Cinecartaz

José Miguel Costa

1 estrela

Sou fã confesso do idiossincrático cinema romeno contemporâneo, até porque este, por norma, aposta no realismo cru tão do meu agrado. Todavia, a sua nova coqueluche (que, inclusive, ganhou o Festival de Berlim), o filme "Não Me Toques" de Adina Pintilie, não me seduziu minimamente (e aposto que será o objecto cinematográfico mais estranho - quase "não cinema" - a estrear este ano no circuito comercial luso - ok, estava a esquecer-me da "Estação do Diabo" do filipino Lav Diaz).

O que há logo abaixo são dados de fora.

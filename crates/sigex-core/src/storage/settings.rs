//! Scalar settings bag (API tokens, credentials)

use chrono::Utc;
use rusqlite::{params, Connection, OptionalExtension};
use serde::de::DeserializeOwned;
use serde::Serialize;

use super::db::DatabaseError;

/// Key for the default ThreatExchange API token
pub const FB_THREATEXCHANGE_API_TOKEN: &str = "fb_threatexchange_api_token";
/// Key for the NCMEC `(username, password)` pair
pub const NCMEC_CREDENTIALS: &str = "ncmec_credentials";

/// Key/value settings storage; values are stored as JSON
pub struct SettingsStore<'a> {
    conn: &'a Connection,
}

impl<'a> SettingsStore<'a> {
    /// Create a new settings store
    pub fn new(conn: &'a Connection) -> Self {
        Self { conn }
    }

    /// Read a setting
    ///
    /// # Errors
    /// Returns an error if the query fails or the stored value has another shape
    pub fn get<T: DeserializeOwned>(&self, key: &str) -> Result<Option<T>, DatabaseError> {
        let raw: Option<String> = self
            .conn
            .query_row(
                "SELECT value FROM settings WHERE key = ?1",
                params![key],
                |row| row.get(0),
            )
            .optional()?;

        raw.map(|json| {
            serde_json::from_str(&json).map_err(|e| {
                DatabaseError::Serialization(format!("Failed to parse setting '{key}': {e}"))
            })
        })
        .transpose()
    }

    /// Write a setting, replacing any previous value
    ///
    /// # Errors
    /// Returns an error if the value cannot be serialized or written
    pub fn set<T: Serialize>(&self, key: &str, value: &T) -> Result<(), DatabaseError> {
        let json = serde_json::to_string(value).map_err(|e| {
            DatabaseError::Serialization(format!("Failed to serialize setting '{key}': {e}"))
        })?;

        self.conn.execute(
            r"
            INSERT INTO settings (key, value, updated_at) VALUES (?1, ?2, ?3)
            ON CONFLICT(key) DO UPDATE SET value = excluded.value, updated_at = excluded.updated_at
            ",
            params![key, json, Utc::now().to_rfc3339()],
        )?;
        Ok(())
    }
}
//! CLI command implementations

pub mod api;
pub mod collab;
pub mod extensions;
pub mod types;
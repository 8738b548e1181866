//! Command synthesis: field descriptors -> clap argument surface

use clap::builder::PossibleValuesParser;
use clap::{value_parser, Arg, ArgAction, ArgGroup, ArgMatches, Command};
use serde_json::Value;

use super::edit::EditArgs;
use crate::error::{SigexError, SigexResult};
use crate::schema::{FieldDescriptor, TypeTag};

pub const ARG_COLLAB_NAME: &str = "collab_name";
pub const ARG_CREATE: &str = "create";
pub const ARG_ENABLE: &str = "enable";
pub const ARG_DISABLE: &str = "disable";
pub const ARG_JSON: &str = "is_json";

const GROUP_ON_OFF: &str = "on_off";

/// Ids and long flags owned by the fixed part of every surface
const RESERVED: [&str; 7] = [
    ARG_COLLAB_NAME,
    ARG_CREATE,
    ARG_ENABLE,
    ARG_DISABLE,
    ARG_JSON,
    "json",
    "help",
];

/// Summary of one generated field flag
#[derive(Debug, Clone, PartialEq, Eq)]
pub struct SurfaceArg {
    pub id: String,
    pub long: String,
    pub value_name: String,
    /// Must be supplied when creating
    pub required: bool,
    pub possible_values: Vec<String>,
}

/// The CLI editing surface generated for one API
#[derive(Debug, Clone)]
pub struct CommandSurface {
    pub api: String,
    pub command: Command,
    pub descriptors: Vec<FieldDescriptor>,
    pub field_args: Vec<SurfaceArg>,
}

/// Build the `config collab edit <api>` surface for an API
///
/// # Errors
/// Returns a schema error if a field would shadow one of the fixed flags
pub fn synthesize(api: &str, descriptors: &[FieldDescriptor]) -> SigexResult<CommandSurface> {
    let mut command = Command::new(api.to_string())
        .about(format!("Create or edit collaborations for the {api} api"))
        .long_about(format!(
            "Create or edit collaborations for the {api} api\n\n\
             Generated from the collab schema, so not everything may be documented."
        ))
        .arg(
            Arg::new(ARG_COLLAB_NAME)
                .required(true)
                .help("the name of the collab (or a JSON object with --json)"),
        )
        .arg(
            Arg::new(ARG_CREATE)
                .long("create")
                .short('C')
                .action(ArgAction::SetTrue)
                .help("indicate you intend to create a config"),
        )
        .arg(
            Arg::new(ARG_ENABLE)
                .long("enable")
                .num_args(0..=1)
                .require_equals(true)
                .default_missing_value("1")
                .value_parser(value_parser!(u8).range(0..=1))
                .help("enable the config (default on create)"),
        )
        .arg(
            Arg::new(ARG_DISABLE)
                .long("disable")
                .action(ArgAction::SetTrue)
                .help("disable the config"),
        )
        .group(
            ArgGroup::new(GROUP_ON_OFF)
                .args([ARG_ENABLE, ARG_DISABLE])
                .multiple(false),
        )
        .arg(
            Arg::new(ARG_JSON)
                .long("json")
                .short('J')
                .action(ArgAction::SetTrue)
                .help("instead, interpret the argument as JSON and use that to edit the config"),
        );

    let mut field_args = Vec::with_capacity(descriptors.len());
    for descriptor in descriptors {
        let long = descriptor.flag();
        if RESERVED.contains(&descriptor.name.as_str()) || RESERVED.contains(&long.as_str()) {
            return Err(SigexError::schema(
                api,
                format!("field '{}' collides with a built-in flag", descriptor.name),
            ));
        }
        command = command.arg(field_arg(descriptor));
        field_args.push(SurfaceArg {
            id: descriptor.name.clone(),
            long,
            value_name: descriptor.metavar.clone(),
            required: descriptor.required(),
            possible_values: descriptor.enum_values.clone(),
        });
    }

    Ok(CommandSurface {
        api: api.to_string(),
        command,
        descriptors: descriptors.to_vec(),
        field_args,
    })
}

fn field_arg(descriptor: &FieldDescriptor) -> Arg {
    let mut help = descriptor.help_text.clone();
    if descriptor.required() {
        help.push_str(" [required on create]");
    }

    let arg = Arg::new(descriptor.name.clone())
        .long(descriptor.flag())
        .value_name(descriptor.metavar.clone())
        .help(help);

    match descriptor.arg_type() {
        TypeTag::List(inner) => with_parser(arg, inner)
            .action(ArgAction::Append)
            .value_delimiter(','),
        scalar => with_parser(arg, scalar).action(ArgAction::Set),
    }
}

fn with_parser(arg: Arg, ty: &TypeTag) -> Arg {
    match ty.unwrapped() {
        TypeTag::Int => arg.value_parser(value_parser!(i64)),
        TypeTag::Float => arg.value_parser(finite_float),
        TypeTag::Bool => arg.value_parser(value_parser!(bool)),
        TypeTag::Enum(spec) => arg.value_parser(PossibleValuesParser::new(spec.members.clone())),
        TypeTag::Str | TypeTag::Optional(_) | TypeTag::List(_) => {
            arg.value_parser(value_parser!(String))
        }
    }
}

/// JSON has no NaN or infinity, so neither may a flag
fn finite_float(raw: &str) -> Result<f64, String> {
    let value: f64 = raw.parse().map_err(|e| format!("{e}"))?;
    if value.is_finite() {
        Ok(value)
    } else {
        Err(format!("'{raw}' is not a finite number"))
    }
}

impl CommandSurface {
    /// Reject field flags that would shadow an argument defined further up
    /// the command tree (ids or long names in `reserved`)
    ///
    /// # Errors
    /// Returns a schema error naming the first colliding field
    pub fn ensure_no_collision<'a>(
        &self,
        reserved: impl IntoIterator<Item = &'a str>,
    ) -> SigexResult<()> {
        let reserved: Vec<&str> = reserved.into_iter().collect();
        match self
            .field_args
            .iter()
            .find(|a| reserved.contains(&a.id.as_str()) || reserved.contains(&a.long.as_str()))
        {
            Some(arg) => Err(SigexError::schema(
                &self.api,
                format!("field '{}' collides with the global --{} flag", arg.id, arg.long),
            )),
            None => Ok(()),
        }
    }

    /// Extract resolver input from matches produced by `self.command`
    ///
    /// # Errors
    /// Returns a user-input error if the positional is missing
    pub fn edit_args(&self, matches: &ArgMatches) -> SigexResult<EditArgs> {
        let collab_name = matches
            .get_one::<String>(ARG_COLLAB_NAME)
            .cloned()
            .ok_or_else(|| SigexError::UserInput("collab_name is required".into()))?;

        let enable = if matches.get_flag(ARG_DISABLE) {
            Some(0)
        } else {
            matches.get_one::<u8>(ARG_ENABLE).copied()
        };

        let fields = self
            .descriptors
            .iter()
            .filter_map(|d| field_value(matches, d).map(|v| (d.name.clone(), v)))
            .collect();

        Ok(EditArgs {
            collab_name,
            create: matches.get_flag(ARG_CREATE),
            enable,
            is_json: matches.get_flag(ARG_JSON),
            fields,
        })
    }
}

/// The parsed value of a field flag, or `None` if the flag was not given
fn field_value(matches: &ArgMatches, descriptor: &FieldDescriptor) -> Option<Value> {
    let id = descriptor.name.as_str();
    match descriptor.arg_type() {
        TypeTag::List(inner) => {
            let values: Vec<Value> = match inner.unwrapped() {
                TypeTag::Int => matches.get_many::<i64>(id)?.map(|v| Value::from(*v)).collect(),
                TypeTag::Float => matches.get_many::<f64>(id)?.map(|v| Value::from(*v)).collect(),
                TypeTag::Bool => matches.get_many::<bool>(id)?.map(|v| Value::Bool(*v)).collect(),
                _ => matches
                    .get_many::<String>(id)?
                    .map(|v| Value::String(v.clone()))
                    .collect(),
            };
            Some(Value::Array(values))
        }
        TypeTag::Int => matches.get_one::<i64>(id).map(|v| Value::from(*v)),
        TypeTag::Float => matches.get_one::<f64>(id).map(|v| Value::from(*v)),
        TypeTag::Bool => matches.get_one::<bool>(id).map(|v| Value::Bool(*v)),
        _ => matches
            .get_one::<String>(id)
            .map(|v| Value::String(v.clone())),
    }
}
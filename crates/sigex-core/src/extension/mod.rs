//! Extension modules: manifests, the catalog, and install-time validation

mod manifest;
mod validate;

pub use manifest::{
    ExtensionCatalog, ExtensionManifest, ManifestLoader, HASHLIST_MODULE, TLSH_MODULE,
};
pub use validate::validate;
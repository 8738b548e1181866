//! Type registry: content types, signal types and APIs

mod api;
pub mod builtin;
mod content;

pub use api::{
    ApiFactory, ApiMapping, ApiType, FactoryError, RegisteredApi, SignalExchangeApi,
};
pub use content::{ContentType, SignalType, SignalTypeMapping};
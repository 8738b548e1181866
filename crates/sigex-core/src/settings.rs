//! Assembled runtime state: registry, stores and extension management

use std::sync::Arc;
use tracing::{debug, warn};

use crate::error::{SigexError, SigexResult};
use crate::extension::{validate, ExtensionCatalog, ExtensionManifest};
use crate::registry::{builtin, ApiMapping, ApiType, SignalExchangeApi, SignalTypeMapping};
use crate::storage::{Database, ExtensionStore, SettingsStore, SqliteCollabStore};

/// Everything a `config` command needs, loaded from one database
pub struct Settings<'db> {
    db: &'db Database,
    catalog: ExtensionCatalog,
    signal_types: SignalTypeMapping,
    apis: ApiMapping,
    extensions: Vec<ExtensionManifest>,
}

impl<'db> Settings<'db> {
    /// Assemble the registry from the built-ins plus every persisted extension
    ///
    /// Persisted extensions that no longer resolve or no longer validate are
    /// skipped with a warning.
    ///
    /// # Errors
    /// Returns an error if the database cannot be read or the built-ins are
    /// inconsistent
    pub fn load(db: &'db Database, catalog: ExtensionCatalog) -> SigexResult<Self> {
        let mut content_types = builtin::content_types();
        let mut signal_types = builtin::signal_types();
        let mut apis = builtin::api_types()
            .iter()
            .map(ApiType::instantiate)
            .collect::<SigexResult<Vec<_>>>()?;
        let mut extensions = Vec::new();

        for module in ExtensionStore::new(db.connection()).list()? {
            let manifest = match catalog.load(&module) {
                Ok(manifest) => manifest,
                Err(e) => {
                    warn!(module = %module, error = %e, "Skipping extension");
                    continue;
                }
            };
            match validate(&manifest, &content_types, &signal_types, &apis) {
                Ok(new_apis) => {
                    content_types.extend(manifest.content_types.iter().cloned());
                    signal_types.extend(manifest.signal_types.iter().cloned());
                    apis.extend(new_apis);
                    extensions.push(manifest);
                }
                Err(e) => warn!(module = %module, error = %e, "Skipping extension"),
            }
        }

        let signal_types = SignalTypeMapping::new(content_types, signal_types)?;
        let apis = ApiMapping::new(apis)?;

        debug!(
            content_types = signal_types.content_types().len(),
            signal_types = signal_types.signal_types().len(),
            apis = apis.iter().count(),
            extensions = extensions.len(),
            "Loaded registry"
        );

        Ok(Self {
            db,
            catalog,
            signal_types,
            apis,
            extensions,
        })
    }

    #[must_use]
    pub fn catalog(&self) -> &ExtensionCatalog {
        &self.catalog
    }

    #[must_use]
    pub fn signal_types(&self) -> &SignalTypeMapping {
        &self.signal_types
    }

    #[must_use]
    pub fn apis(&self) -> &ApiMapping {
        &self.apis
    }

    /// Manifests of the extensions currently loaded
    #[must_use]
    pub fn extensions(&self) -> &[ExtensionManifest] {
        &self.extensions
    }

    #[must_use]
    pub fn collab_store(&self) -> SqliteCollabStore<'db> {
        SqliteCollabStore::new(self.db.connection())
    }

    #[must_use]
    pub fn settings_store(&self) -> SettingsStore<'db> {
        SettingsStore::new(self.db.connection())
    }

    #[must_use]
    pub fn extension_store(&self) -> ExtensionStore<'db> {
        ExtensionStore::new(self.db.connection())
    }

    /// Validate an extension and, only if it passes, persist its reference
    ///
    /// Returns the manifest and the API instances it contributed.
    ///
    /// # Errors
    /// - `ExtensionAlreadyAdded` if the module is already in the list
    /// - `UnknownExtension` if the catalog cannot resolve it
    /// - any validation error from [`validate`]
    pub fn add_extension(
        &self,
        module: &str,
    ) -> SigexResult<(ExtensionManifest, Vec<Arc<dyn SignalExchangeApi>>)> {
        let store = self.extension_store();
        if store.contains(module)? {
            return Err(SigexError::ExtensionAlreadyAdded(module.to_string()));
        }

        let manifest = self.catalog.load(module)?;
        let apis = validate(
            &manifest,
            self.signal_types.content_types(),
            self.signal_types.signal_types(),
            &self.apis.instances(),
        )?;

        if !store.add(module)? {
            return Err(SigexError::ExtensionAlreadyAdded(module.to_string()));
        }
        debug!(module = %module, apis = apis.len(), "Added extension");
        Ok((manifest, apis))
    }

    /// Drop a module reference; nothing is re-validated
    ///
    /// # Errors
    /// Returns `ExtensionNotAdded` if the module is not in the list
    pub fn remove_extension(&self, module: &str) -> SigexResult<()> {
        if !self.extension_store().remove(module)? {
            return Err(SigexError::ExtensionNotAdded(module.to_string()));
        }
        debug!(module = %module, "Removed extension");
        Ok(())
    }
}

Fazendo uso de uma abordagem que toca no limiar da linguagem documental, misturando realidade e ficção através uma entediante narrativa aberta, demasiado enigmática/confusa/estéril e repetitiva (que se arrasta injustificadamente ao longo de 123 minutos de puro suplício), a realizadora basicamente coloca três personagens com alguns handicaps fisicos e/ou psíquicos frente a uma câmara, despe-os (literalmente) e questiona-os directamente (num ambiente hermético e acético de quase ensaio clinico) sobre a forma como lidam com o corpo e os seus fantasmas de indole sexual.
No entanto, apesar de todos estes "constrangimentos", o que aniquila, em definitivo, esta obra é a sua montagem mutilada, bem como a introdução de cenas descontextualizadas/ridículas (possivelmente, com um intituito -pseudo- artístico), que lhe retiram nexo (sendo, deste modo, difícil encontrar um fio condutor coerente, que não a mera exposição voyeurista de "seres inadaptados" através de uma manta de retalhos de "sketches soltos").